Analyse · On a beaucoup parlé des protestations de la « Génération Z » au Kenya ces derniers mois, moins de la mobilisation de la jeunesse dans l’Ouganda voisin. Rapidement maîtrisée par le régime Museveni, celle-ci a pourtant marqué les esprits. Inspirée par la révolte kényane, elle n’en reste pas moins ancrée dans des réalités bien locales.

L'image montre une scène tendue sur une rue. On peut voir des policiers en uniforme, portant des casques rouges, qui semblent intervenir auprès d'un homme. Ce dernier est tiré en arrière par un autre homme qui essaie de le protéger. L'atmosphère est chaotique, avec des tensions visibles entre les forces de l'ordre et la personne qu'ils maîtrisent. En arrière-plan, il y a quelques personnes observant la situation et des véhicules garés. Le paysage évoque une ambiance de manifestation ou d'émeute.
Des manifestants arrêtés lors de la marche sur le Parlement du 23 juillet 2024, à Kampala.
© Institute of the Black World 21st Century

Le 3 septembre 2024, le président de la National Unity Platform (NUP), Robert Kyagulanyi Ssentamu, alias Bobi Wine, a été blessé à la jambe lorsque la police a voulu disperser un petit rassemblement de ses supporters à Bulindo, à quelques kilomètres au nord de Kampala, la capitale ougandaise. Il a été hospitalisé, opéré, et il est sorti de l’hôpital le lendemain.

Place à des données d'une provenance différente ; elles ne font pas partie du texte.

//! Daemon control handlers

use axum::extract::State;
use axum::http::StatusCode;
use axum::Json;
use serde::{Deserialize, Serialize};

use crate::api::{ApiResult, ApiState};
use crate::logic::autonomy::AutonomyLevel;
use crate::logic::facade::DaemonStatus;

pub async fn status(State(state): State<ApiState>) -> ApiResult<Json<DaemonStatus>> {
    Ok(Json(state.facade.daemon_status().await?))
}

#[derive(Debug, Deserialize)]
pub struct LevelRequest {
    pub level: AutonomyLevel,
}

#[derive(Debug, Serialize)]
pub struct LevelResponse {
    pub level: AutonomyLevel,
}

pub async fn set_level(
    State(state): State<ApiState>,
    Json(request): Json<LevelRequest>,
) -> ApiResult<Json<LevelResponse>> {
    state.facade.autonomy_set_level(request.level).await?;
    Ok(Json(LevelResponse { level: request.level }))
}

#[derive(Debug, Deserialize)]
pub struct NeverBlockRequest {
    pub entry: String,
}

#[derive(Debug, Serialize)]
pub struct NeverBlockResponse {
    pub entry: String,
    pub changed: bool,
}

pub async fn never_block_add(
    State(state): State<ApiState>,
    Json(request): Json<NeverBlockRequest>,
) -> ApiResult<Json<NeverBlockResponse>> {
    let entry = state.facade.never_block_add(&request.entry).await?;
    Ok(Json(NeverBlockResponse { entry: entry.display(), changed: true }))
}

pub async fn never_block_remove(
    State(state): State<ApiState>,
    Json(request): Json<NeverBlockRequest>,
) -> ApiResult<Json<NeverBlockResponse>> {
    let changed = state.facade.never_block_remove(&request.entry).await?;
    Ok(Json(NeverBlockResponse { entry: request.entry, changed }))
}

/// Inbound heartbeat witness: an external prober reached us through the
/// live ruleset.
pub async fn probe(State(state): State<ApiState>) -> StatusCode {
    state.facade.probe_witness();
    StatusCode::NO_CONTENT
}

Des rumeurs circulant sur les réseaux sociaux et relayées par de grands médias internationaux ont d’abord affirmé qu’il avait été blessé par balle. En réponse, Kituuma Rusoke, le porte-parole de la police, s’est attiré les moqueries en déclarant que le chanteur/politicien s’était blessé en trébuchant au moment de monter dans sa voiture. On sait aujourd’hui qu’il a été blessé par les éclats d’une grenade lacrymogène. Trois de ses supporters présents sur les lieux ont été arrêtés et ils étaient toujours en détention plusieurs jours plus tard. La NUP veut poursuivre la police en justice, mais cette procédure a peu de chances d’aboutir dans un contexte caractérisé par une grande impunité des services de sécurité.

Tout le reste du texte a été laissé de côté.